Records from a dataset:
-- Opening Marker --
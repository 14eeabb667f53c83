// Copyright 2026 The Sphere Project
// SPDX-License-Identifier: Apache-2.0

// Config loader and validator
//
// Loads sphere.yaml, validates structure, resolves variable interpolation
// and computes a deterministic config fingerprint.

mod defaults;
mod error;
mod interpolation;
mod loader;
mod raw;
mod types;

pub use defaults::default_role_prompts;
pub use error::ConfigError;
pub use interpolation::resolve_variables;
pub use loader::{compute_hash, load_config, ConfigSource};
pub use types::*;
// Copyright 2026 The Sphere Project
// SPDX-License-Identifier: Apache-2.0

use std::path::PathBuf;

use sha2::{Digest, Sha256};

use super::defaults::{
    default_role_prompts, DEFAULT_MODEL, DEFAULT_ROLE, DEFAULT_TEMPERATURE, DEFAULT_TIMEOUT_MS,
};
use super::error::ConfigError;
use super::interpolation::resolve_variables;
use super::raw;
use super::types::*;

/// Where the sphere YAML comes from.
#[derive(Debug, Clone)]
pub enum ConfigSource {
    /// A file on disk, normally `sphere.yaml`.
    File(PathBuf),
    /// YAML text already in memory.
    Inline(String),
}

impl ConfigSource {
    fn read(&self) -> Result<String, ConfigError> {
        match self {
            ConfigSource::File(path) => {
                std::fs::read_to_string(path).map_err(|source| ConfigError::Read {
                    path: path.clone(),
                    source,
                })
            }
            ConfigSource::Inline(yaml) => Ok(yaml.clone()),
        }
    }
}

/// Load and validate a sphere config from the given source.
///
/// Steps:
/// 1. Read raw YAML from source
/// 2. Compute the SHA256 fingerprint
/// 3. Parse YAML into raw deserialization types
/// 4. Validate version and values
/// 5. Resolve `${VAR}` references in `base_url` and `api_key`
/// 6. Fill defaults and build the typed Config
pub fn load_config(source: &ConfigSource) -> Result<Config, ConfigError> {
    let raw_yaml = source.read()?;
    let config_hash = compute_hash(&raw_yaml);

    let raw: raw::RawConfig = serde_yaml::from_str(&raw_yaml)?;

    if raw.sphere != "v1" {
        return Err(ConfigError::Invalid(format!(
            "unsupported config version \"{}\", expected \"v1\"",
            raw.sphere
        )));
    }

    let server = build_server_config(raw.server)?;
    let upstream = build_upstream_config(raw.upstream)?;
    let roles = build_role_config(raw.roles)?;

    Ok(Config {
        version: raw.sphere,
        server,
        upstream,
        roles,
        config_hash,
    })
}

/// Deterministic fingerprint of the raw config text.
pub fn compute_hash(content: &str) -> String {
    let mut hasher = Sha256::new();
    hasher.update(content.as_bytes());
    format!("sha256:{:x}", hasher.finalize())
}

fn build_server_config(raw: Option<raw::RawServerConfig>) -> Result<ServerConfig, ConfigError> {
    let defaults = ServerConfig::default();
    let Some(raw) = raw else {
        return Ok(defaults);
    };

    let channel_capacity = raw.channel_capacity.unwrap_or(defaults.channel_capacity);
    if channel_capacity == 0 {
        return Err(ConfigError::Invalid(
            "server.channel_capacity must be > 0".into(),
        ));
    }

    Ok(ServerConfig {
        port: raw.port.unwrap_or(defaults.port),
        channel_capacity,
    })
}

fn build_upstream_config(raw: raw::RawUpstreamConfig) -> Result<UpstreamConfig, ConfigError> {
    let base_url = resolve_variables(raw.base_url.trim())?;
    if base_url.is_empty() {
        return Err(ConfigError::Invalid(
            "upstream.base_url must not be empty".into(),
        ));
    }
    if !(base_url.starts_with("http://") || base_url.starts_with("https://")) {
        return Err(ConfigError::Invalid(format!(
            "upstream.base_url must be an http(s) URL, got \"{base_url}\""
        )));
    }

    let api_key = raw
        .api_key
        .map(|key| resolve_variables(&key))
        .transpose()?
        .filter(|key| !key.is_empty());

    let temperature = raw.temperature.unwrap_or(DEFAULT_TEMPERATURE);
    if !(0.0..=2.0).contains(&temperature) {
        return Err(ConfigError::Invalid(format!(
            "upstream.temperature must be in [0.0, 2.0], got {temperature}"
        )));
    }

    let timeout_ms = raw.timeout_ms.unwrap_or(DEFAULT_TIMEOUT_MS);
    if timeout_ms == 0 {
        return Err(ConfigError::Invalid(
            "upstream.timeout_ms must be > 0".into(),
        ));
    }

    Ok(UpstreamConfig {
        base_url: base_url.trim_end_matches('/').to_string(),
        api_key,
        model: raw.model.unwrap_or_else(|| DEFAULT_MODEL.to_string()),
        temperature,
        timeout_ms,
    })
}

fn build_role_config(raw: Option<raw::RawRoleConfig>) -> Result<RoleConfig, ConfigError> {
    // Core prompts first, user prompts override per role.
    let mut prompts = default_role_prompts();
    let mut default = DEFAULT_ROLE.to_string();

    if let Some(raw) = raw {
        for (role, prompt) in raw.prompts {
            if prompt.trim().is_empty() {
                return Err(ConfigError::Invalid(format!(
                    "roles.prompts.{role} must not be empty"
                )));
            }
            prompts.insert(role, prompt);
        }
        if let Some(role) = raw.default {
            default = role;
        }
    }

    if !prompts.contains_key(&default) {
        return Err(ConfigError::Invalid(format!(
            "roles.default \"{default}\" has no prompt"
        )));
    }

    Ok(RoleConfig { default, prompts })
}
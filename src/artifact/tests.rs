// Copyright 2026 The Sphere Project
// SPDX-License-Identifier: Apache-2.0

// Tests for the artifact mode controller
//
// Tests cover:
//  1. Plain text passes straight through
//  2. Open / body / close / trailing text across separate deltas
//  3. Open tag grown one character at a time never leaks a token
//  4. Close tag split across deltas, and false alarms
//  5. End-of-stream policy (trailing text, unterminated artifact)
//  6. Chunk-boundary invariance over every split of a document
//  7. No delimiter leakage, single live buffer
//  8. Residue after a close tag is not rescanned

use super::*;
use crate::event::OutputEvent;

// ---------------------------------------------------------------------------
// Helpers
// ---------------------------------------------------------------------------

/// Run a full response through a fresh parser, including end of stream.
fn run(deltas: &[&str]) -> Vec<OutputEvent> {
    let mut parser = ArtifactParser::new();
    let mut events = Vec::new();
    for delta in deltas {
        events.extend(parser.push(delta));
    }
    events.extend(parser.finish());
    events
}

/// Merge adjacent text events of the same kind so sequences produced by
/// different splits can be compared.
fn coalesce(events: Vec<OutputEvent>) -> Vec<OutputEvent> {
    let mut out: Vec<OutputEvent> = Vec::new();
    for event in events {
        if let Some(last) = out.last_mut() {
            match (last, &event) {
                (OutputEvent::Token { content }, OutputEvent::Token { content: more })
                | (
                    OutputEvent::ArtifactChunk { content },
                    OutputEvent::ArtifactChunk { content: more },
                ) => {
                    content.push_str(more);
                    continue;
                }
                _ => {}
            }
        }
        out.push(event);
    }
    out
}

/// Split `text` into deltas at the given char-boundary byte offsets.
fn split_at<'a>(text: &'a str, cuts: &[usize]) -> Vec<&'a str> {
    let mut pieces = Vec::new();
    let mut last = 0;
    for &cut in cuts {
        pieces.push(&text[last..cut]);
        last = cut;
    }
    pieces.push(&text[last..]);
    pieces
}

fn char_boundaries(text: &str) -> Vec<usize> {
    text.char_indices().map(|(i, _)| i).filter(|&i| i > 0).collect()
}

fn open(title: &str, kind: &str, language: &str) -> OutputEvent {
    OutputEvent::ArtifactOpen {
        title: title.into(),
        kind: kind.into(),
        language: language.into(),
    }
}

const DOCUMENT: &str = "Intro text.\n<sphere_artifact title=\"a.py\" type=\"code\" language=\"python\">print('<hi>')\nif a < b: pass\n</sphere_artifact>\nThanks — ¡listo!";

fn document_events() -> Vec<OutputEvent> {
    vec![
        OutputEvent::token("Intro text.\n"),
        open("a.py", "code", "python"),
        OutputEvent::chunk("print('<hi>')\nif a < b: pass\n"),
        OutputEvent::ArtifactClose,
        OutputEvent::token("\nThanks — ¡listo!"),
    ]
}

// ---------------------------------------------------------------------------
// Basic flow
// ---------------------------------------------------------------------------

#[test]
fn plain_text_is_emitted_as_token() {
    assert_eq!(run(&["Hello "]), vec![OutputEvent::token("Hello ")]);
}

#[test]
fn artifact_across_separate_deltas() {
    let events = run(&[
        "<sphere_artifact title=\"x\" type=\"code\">",
        "print(1)",
        "</sphere_artifact>",
        " done",
    ]);
    assert_eq!(
        events,
        vec![
            open("x", "code", ""),
            OutputEvent::chunk("print(1)"),
            OutputEvent::ArtifactClose,
            OutputEvent::token(" done"),
        ]
    );
}

#[test]
fn whole_document_in_one_delta() {
    assert_eq!(run(&[DOCUMENT]), document_events());
}

#[test]
fn text_before_tag_is_flushed_raw() {
    let events = run(&["\n  <sphere_artifact>", "body", "</sphere_artifact>"]);
    assert_eq!(
        events,
        vec![
            OutputEvent::token("\n  "),
            open("untitled", "code", ""),
            OutputEvent::chunk("body"),
            OutputEvent::ArtifactClose,
        ]
    );
}

#[test]
fn residue_after_open_tag_is_artifact_body() {
    let events = run(&["<sphere_artifact type=\"csv\">a,b\n1,2", "</sphere_artifact>"]);
    assert_eq!(
        events,
        vec![
            open("untitled", "csv", ""),
            OutputEvent::chunk("a,b\n1,2"),
            OutputEvent::ArtifactClose,
        ]
    );
}

#[test]
fn empty_deltas_produce_nothing() {
    let mut parser = ArtifactParser::new();
    assert!(parser.push("").is_empty());
    assert_eq!(parser.mode(), Mode::Outside);
    assert!(parser.finish().is_none());
}

// ---------------------------------------------------------------------------
// Split delimiters
// ---------------------------------------------------------------------------

#[test]
fn open_tag_grown_one_char_at_a_time_emits_no_token() {
    let tag = "<sphere_artifact title=\"t\" type=\"markdown\">";
    let mut parser = ArtifactParser::new();

    let chars: Vec<String> = tag.chars().map(String::from).collect();
    let (last, prefix) = chars.split_last().unwrap();
    for c in prefix {
        let events = parser.push(c);
        assert!(events.is_empty(), "premature events for {c:?}: {events:?}");
    }
    assert_eq!(parser.pending(), &tag[..tag.len() - 1]);

    assert_eq!(parser.push(last), vec![open("t", "markdown", "")]);
    assert!(parser.is_inside());
    assert_eq!(parser.pending(), "");
}

#[test]
fn close_tag_split_across_deltas() {
    let mut parser = ArtifactParser::new();
    parser.push("<sphere_artifact>");

    assert!(parser.push("x = 1\n</sph").is_empty());
    assert_eq!(parser.pending(), "x = 1\n</sph");

    assert_eq!(
        parser.push("ere_artifact>ok"),
        vec![
            OutputEvent::chunk("x = 1\n"),
            OutputEvent::ArtifactClose,
            OutputEvent::token("ok"),
        ]
    );
    assert_eq!(parser.mode(), Mode::Outside);
}

#[test]
fn false_alarm_inside_is_flushed_on_next_delta() {
    let mut parser = ArtifactParser::new();
    parser.push("<sphere_artifact>");

    assert!(parser.push("if a <").is_empty());
    assert_eq!(parser.push(" b {"), vec![OutputEvent::chunk("if a < b {")]);
}

#[test]
fn false_alarm_outside_is_flushed_on_next_delta() {
    let mut parser = ArtifactParser::new();
    assert!(parser.push("use <sph").is_empty());
    assert_eq!(
        parser.push("inx> please"),
        vec![OutputEvent::token("use <sphinx> please")]
    );
}

#[test]
fn open_literal_waits_for_its_gt() {
    let mut parser = ArtifactParser::new();
    assert!(parser.push("See <sphere_artifact title=\"plan").is_empty());
    assert!(parser.push("\" type=\"markdown\"").is_empty());
    assert_eq!(
        parser.push(">"),
        vec![OutputEvent::token("See "), open("plan", "markdown", "")]
    );
}

// ---------------------------------------------------------------------------
// End of stream
// ---------------------------------------------------------------------------

#[test]
fn unterminated_artifact_is_dropped_without_close() {
    let events = run(&["<sphere_artifact title=\"x\">", "partial body</sphere_art"]);
    assert_eq!(events, vec![open("x", "code", "")]);
}

#[test]
fn unterminated_artifact_keeps_already_flushed_chunks() {
    let events = run(&["<sphere_artifact>", "line 1\n", "line 2 <"]);
    assert_eq!(
        events,
        vec![open("untitled", "code", ""), OutputEvent::chunk("line 1\n")]
    );
    assert!(!events.contains(&OutputEvent::ArtifactClose));
}

#[test]
fn withheld_prefix_is_flushed_at_end_of_stream() {
    assert_eq!(
        run(&["a < b and <sphere_"]),
        vec![OutputEvent::token("a < b and <sphere_")]
    );
}

#[test]
fn open_tag_missing_gt_is_flushed_as_text_at_end_of_stream() {
    assert_eq!(
        run(&["x <sphere_artifact title=\"never"]),
        vec![OutputEvent::token("x <sphere_artifact title=\"never")]
    );
}

// ---------------------------------------------------------------------------
// Residue after a close tag
// ---------------------------------------------------------------------------

#[test]
fn open_tag_in_close_residue_is_emitted_as_text() {
    let events = run(&[
        "<sphere_artifact title=\"a\">",
        "one</sphere_artifact><sphere_artifact title=\"b\">",
        "two",
    ]);
    assert_eq!(
        events,
        vec![
            open("a", "code", ""),
            OutputEvent::chunk("one"),
            OutputEvent::ArtifactClose,
            OutputEvent::token("<sphere_artifact title=\"b\">"),
            OutputEvent::token("two"),
        ]
    );
}

#[test]
fn open_tag_in_a_later_delta_opens_a_second_artifact() {
    let events = run(&[
        "<sphere_artifact title=\"a\">one</sphere_artifact>",
        "\n<sphere_artifact title=\"b\">two</sphere_artifact>",
    ]);
    assert_eq!(
        events,
        vec![
            open("a", "code", ""),
            OutputEvent::chunk("one"),
            OutputEvent::ArtifactClose,
            OutputEvent::token("\n"),
            open("b", "code", ""),
            OutputEvent::chunk("two"),
            OutputEvent::ArtifactClose,
        ]
    );
}

// ---------------------------------------------------------------------------
// Properties over every split
// ---------------------------------------------------------------------------

#[test]
fn every_single_character_split_yields_same_structure() {
    let deltas: Vec<String> = DOCUMENT.chars().map(String::from).collect();
    let refs: Vec<&str> = deltas.iter().map(String::as_str).collect();
    assert_eq!(coalesce(run(&refs)), document_events());
}

#[test]
fn every_two_piece_split_yields_same_structure() {
    for cut in char_boundaries(DOCUMENT) {
        let deltas = split_at(DOCUMENT, &[cut]);
        assert_eq!(
            coalesce(run(&deltas)),
            document_events(),
            "split at byte {cut}: {deltas:?}"
        );
    }
}

#[test]
fn every_three_piece_split_yields_same_structure() {
    let cuts = char_boundaries(DOCUMENT);
    for (i, &a) in cuts.iter().enumerate() {
        for &b in &cuts[i + 1..] {
            let deltas = split_at(DOCUMENT, &[a, b]);
            assert_eq!(coalesce(run(&deltas)), document_events(), "{deltas:?}");
        }
    }
}

#[test]
fn no_emitted_content_contains_a_delimiter() {
    let deltas: Vec<String> = DOCUMENT.chars().map(String::from).collect();
    for chunk_len in 1..=8 {
        let pieces: Vec<String> = deltas.chunks(chunk_len).map(|c| c.concat()).collect();
        let refs: Vec<&str> = pieces.iter().map(String::as_str).collect();
        for event in run(&refs) {
            if let Some(text) = event.content_text() {
                assert!(!text.contains(OPEN_TAG), "leaked open tag in {text:?}");
                assert!(!text.contains(CLOSE_TAG), "leaked close tag in {text:?}");
            }
        }
    }
}

#[test]
fn at_most_one_buffer_is_live() {
    let mut parser = ArtifactParser::new();
    for c in DOCUMENT.chars() {
        parser.push(&c.to_string());
        let (outside, inside) = (&parser.outside_buffer, &parser.inside_buffer);
        assert!(
            outside.is_empty() || inside.is_empty(),
            "both buffers live: {outside:?} / {inside:?}"
        );
        match parser.mode() {
            Mode::Outside => assert!(inside.is_empty()),
            Mode::Inside => assert!(outside.is_empty()),
        }
    }
}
-- Closing Marker --
◆ **ASSIGNMENT**:
Each line of the data that holds the word "please" should be copied.

◆ **WRITTEN RESPONSE**:
        parser.push("inx> please"),
        vec![OutputEvent::token("use <sphinx> please")]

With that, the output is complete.